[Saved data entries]

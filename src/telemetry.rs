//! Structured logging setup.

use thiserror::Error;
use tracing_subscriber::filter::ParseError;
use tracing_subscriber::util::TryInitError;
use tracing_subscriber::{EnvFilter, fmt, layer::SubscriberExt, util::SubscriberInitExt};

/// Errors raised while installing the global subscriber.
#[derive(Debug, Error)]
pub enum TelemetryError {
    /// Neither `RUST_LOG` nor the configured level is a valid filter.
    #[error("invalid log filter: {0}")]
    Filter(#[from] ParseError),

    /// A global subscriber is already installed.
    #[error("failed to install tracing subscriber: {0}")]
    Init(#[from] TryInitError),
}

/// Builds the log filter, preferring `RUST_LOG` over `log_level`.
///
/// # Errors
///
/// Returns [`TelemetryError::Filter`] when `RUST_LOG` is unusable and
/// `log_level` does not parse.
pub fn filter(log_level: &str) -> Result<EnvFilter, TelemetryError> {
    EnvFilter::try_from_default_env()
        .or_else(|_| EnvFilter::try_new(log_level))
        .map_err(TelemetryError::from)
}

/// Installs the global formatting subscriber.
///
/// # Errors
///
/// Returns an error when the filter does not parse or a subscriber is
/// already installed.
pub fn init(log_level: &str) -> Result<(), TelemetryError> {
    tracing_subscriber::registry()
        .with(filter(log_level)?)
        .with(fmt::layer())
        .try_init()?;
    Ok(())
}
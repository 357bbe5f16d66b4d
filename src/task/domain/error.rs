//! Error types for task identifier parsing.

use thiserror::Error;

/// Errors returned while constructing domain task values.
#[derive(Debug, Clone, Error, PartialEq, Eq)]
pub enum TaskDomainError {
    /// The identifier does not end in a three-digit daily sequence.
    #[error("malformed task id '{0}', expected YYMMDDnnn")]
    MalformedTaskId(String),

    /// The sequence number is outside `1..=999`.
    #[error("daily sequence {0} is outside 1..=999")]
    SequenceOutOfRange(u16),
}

● **Problem requirements**: Could you write out all of the data again, exactly as given?

● **Task output**:
filename src/telemetry.rs
//! Structured logging setup.

use thiserror::Error;
use tracing_subscriber::filter::ParseError;
use tracing_subscriber::util::TryInitError;
use tracing_subscriber::{EnvFilter, fmt, layer::SubscriberExt, util::SubscriberInitExt};

/// Errors raised while installing the global subscriber.
#[derive(Debug, Error)]
pub enum TelemetryError {
    /// Neither `RUST_LOG` nor the configured level is a valid filter.
    #[error("invalid log filter: {0}")]
    Filter(#[from] ParseError),

    /// A global subscriber is already installed.
    #[error("failed to install tracing subscriber: {0}")]
    Init(#[from] TryInitError),
}

/// Builds the log filter, preferring `RUST_LOG` over `log_level`.
///
/// # Errors
///
/// Returns [`TelemetryError::Filter`] when `RUST_LOG` is unusable and
/// `log_level` does not parse.
pub fn filter(log_level: &str) -> Result<EnvFilter, TelemetryError> {
    EnvFilter::try_from_default_env()
        .or_else(|_| EnvFilter::try_new(log_level))
        .map_err(TelemetryError::from)
}

/// Installs the global formatting subscriber.
///
/// # Errors
///
/// Returns an error when the filter does not parse or a subscriber is
/// already installed.
pub fn init(log_level: &str) -> Result<(), TelemetryError> {
    tracing_subscriber::registry()
        .with(filter(log_level)?)
        .with(fmt::layer())
        .try_init()?;
    Ok(())
}
repository 357bbe5f16d66b4d
filename src/task/domain/error.rs
//! Error types for task identifier parsing.

use thiserror::Error;

/// Errors returned while constructing domain task values.
#[derive(Debug, Clone, Error, PartialEq, Eq)]
pub enum TaskDomainError {
    /// The identifier does not end in a three-digit daily sequence.
    #[error("malformed task id '{0}', expected YYMMDDnnn")]
    MalformedTaskId(String),

    /// The sequence number is outside `1..=999`.
    #[error("daily sequence {0} is outside 1..=999")]
    SequenceOutOfRange(u16),
}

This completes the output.